I've heard that cabinet shops are spraying 2 and 3 coats of primer prior to topcoating, but I imagine most of us would prefer to get away with 1 coat of primer.. 
I'm mostly using Stix and then just spraying 2 coats of BM Advance for my top coat..


----------



## finishesbykevyn (Apr 14, 2010)

might I add, that my reasoning for brushing the detailed corners first, is that I find the sprayer wants to miss alot of areas on the first pass. Holidays if you will. This way way I can atleast jam some paint in those areas without getting too much build up from multiple passes. Anyone else do this?


----------



## ThreeSistersPainting (Jan 7, 2017)

Im huge into removing the previous finish and using oil primer. I dont do a lot of painted cabinets anymore, mostly white lacquer or stain/lacquer.
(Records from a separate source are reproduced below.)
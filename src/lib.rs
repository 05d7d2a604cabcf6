//! Hostguard - Host Firewall Simulator
//!
//! An educational host-firewall simulator for learning security concepts.
//! Stateful inspection, ACL policy, deep packet inspection and zero-trust
//! lockdown are demonstrated against synthetic traffic; no real packets
//! are captured or enforced.

pub mod advisor;
pub mod config;
pub mod engine;
pub mod error;
pub mod narrator;
pub mod sim;
pub mod telemetry;

pub use error::{Error, Result};
//! Configuration validation

use super::{Config, NarratorMode};
use crate::engine::SourcePattern;

#[derive(Debug, Clone)]
pub struct ValidationResult {
    pub warnings: Vec<String>,
    pub errors: Vec<String>,
}

impl ValidationResult {
    pub fn new() -> Self {
        Self {
            warnings: Vec::new(),
            errors: Vec::new(),
        }
    }

    pub fn warn(&mut self, msg: impl Into<String>) {
        self.warnings.push(msg.into());
    }

    pub fn error(&mut self, msg: impl Into<String>) {
        self.errors.push(msg.into());
    }

    pub fn has_errors(&self) -> bool {
        !self.errors.is_empty()
    }

    pub fn print_diagnostics(&self) {
        for warning in &self.warnings {
            println!("[WARN] {}", warning);
        }
        for error in &self.errors {
            println!("[ERROR] {}", error);
        }
    }
}

impl Default for ValidationResult {
    fn default() -> Self {
        Self::new()
    }
}

/// Validate configuration and return warnings/errors
pub fn validate(config: &Config) -> ValidationResult {
    let mut result = ValidationResult::new();

    validate_simulation(config, &mut result);
    validate_rules(config, &mut result);
    validate_narrator(config, &mut result);
    validate_logging(config, &mut result);

    result
}

fn validate_simulation(config: &Config, result: &mut ValidationResult) {
    let sim = &config.simulation;

    if sim.packet_interval_ms == 0 {
        result.error("simulation.packet_interval_ms must be greater than 0");
    }
    if sim.sweep_interval_ms == 0 {
        result.error("simulation.sweep_interval_ms must be greater than 0");
    }
    if !(0.0..=1.0).contains(&sim.malicious_ratio) {
        result.error(format!(
            "simulation.malicious_ratio must be between 0.0 and 1.0 (got {})",
            sim.malicious_ratio
        ));
    }
    if sim.staleness_ms < sim.sweep_interval_ms {
        result.warn(format!(
            "simulation.staleness_ms ({}) is shorter than the sweep interval ({}); connections will rarely survive a sweep",
            sim.staleness_ms, sim.sweep_interval_ms
        ));
    }
}

fn validate_rules(config: &Config, result: &mut ValidationResult) {
    if config.rules.is_empty() {
        result.warn("rules: no rules defined; every source falls through to the default block");
    }

    let mut wildcard_at: Option<usize> = None;
    let mut seen_sources: Vec<&str> = Vec::new();

    for (i, rule) in config.rules.iter().enumerate() {
        match SourcePattern::parse(&rule.source) {
            None => {
                result.error(format!(
                    "rules[{}] \"{}\": invalid source pattern '{}'",
                    i, rule.name, rule.source
                ));
                continue;
            }
            Some(SourcePattern::Any) => {
                if wildcard_at.is_none() {
                    wildcard_at = Some(i);
                }
            }
            Some(_) => {}
        }

        // First match wins, so anything after a wildcard never fires.
        if let Some(w) = wildcard_at {
            if i > w {
                result.warn(format!(
                    "rules[{}] \"{}\": shadowed by the wildcard rule at position {}",
                    i,
                    rule.name,
                    w + 1
                ));
            }
        }

        if seen_sources.contains(&rule.source.as_str()) {
            result.warn(format!(
                "rules[{}] \"{}\": duplicate source pattern '{}'; only the first entry can match",
                i, rule.name, rule.source
            ));
        }
        seen_sources.push(rule.source.as_str());
    }
}

fn validate_narrator(config: &Config, result: &mut ValidationResult) {
    if config.narrator.mode == NarratorMode::Command && config.narrator.command.is_none() {
        result.warn("narrator: command mode without a command set, falling back to 'espeak'");
    }
}

fn validate_logging(config: &Config, result: &mut ValidationResult) {
    let level = config.logging.level.to_lowercase();
    if !["error", "warn", "info", "debug", "trace"].contains(&level.as_str()) {
        result.warn(format!(
            "logging.level: unknown level '{}', using 'info'",
            config.logging.level
        ));
    }
}
//! Simulation layer
//!
//! Synthesizes candidate packets and drives the evaluation loop.

mod driver;
mod packet;

pub use driver::{DriverTiming, PacketRecord, Simulator, HISTORY_CAPACITY};
pub use packet::{
    Application, PacketSynthesizer, SyntheticPacket, EXPLOIT_SIGNATURES, SOURCE_HOSTS,
};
But I like to strip the cabinets to the wood, fill any grain or holes, then shoot two-coats of Sherwins Easy Sand Primer with sanding in between each coat. Following the priming and sanding I usually lay two coats of ProClassic Oil or Durapoxy.


----------



## finishesbykevyn (Apr 14, 2010)

ThreeSistersPainting said:


> Im huge into removing the previous finish and using oil primer. I dont do a lot of painted cabinets anymore, mostly white lacquer or stain/lacquer. But I like to strip the cabinets to the wood, fill any grain or holes, then shoot two-coats of Sherwins Easy Sand Primer with sanding in between each coat. Following the priming and sanding I usually lay two coats of ProClassic Oil or Durapoxy.


Wow. Interesting. Sounds time consuming. Hats off to you that people are paying for that procedure. Don't take this the wrong way, but would it be just as cost worthy to buy new doors? How much time are you spending on each door? Are you stripping the bases as well.? Thanks for sharing.
You must also have a good ventilation system on the go using oil products. .&#55357;&#56834;


----------



## ThreeSistersPainting (Jan 7, 2017)

I finish the doors/drawers at my shop and booth the kitchen off with an inlet and outlet fan with filter (box fan and furnace filter). If I start on a Monday it will take me the day to remove doors/drawers and mask a booth. I'll usually spend that evening sanding half the doors followed by sanding the boxes and finishing the door load Tuesday. On Wednesday I prime (Easy Sand Primer recoats in an hour, easily spray 2-3 coats in a day), First top coat Thursday with the finish coat on Friday. Then I usually ask to install on Saturdays.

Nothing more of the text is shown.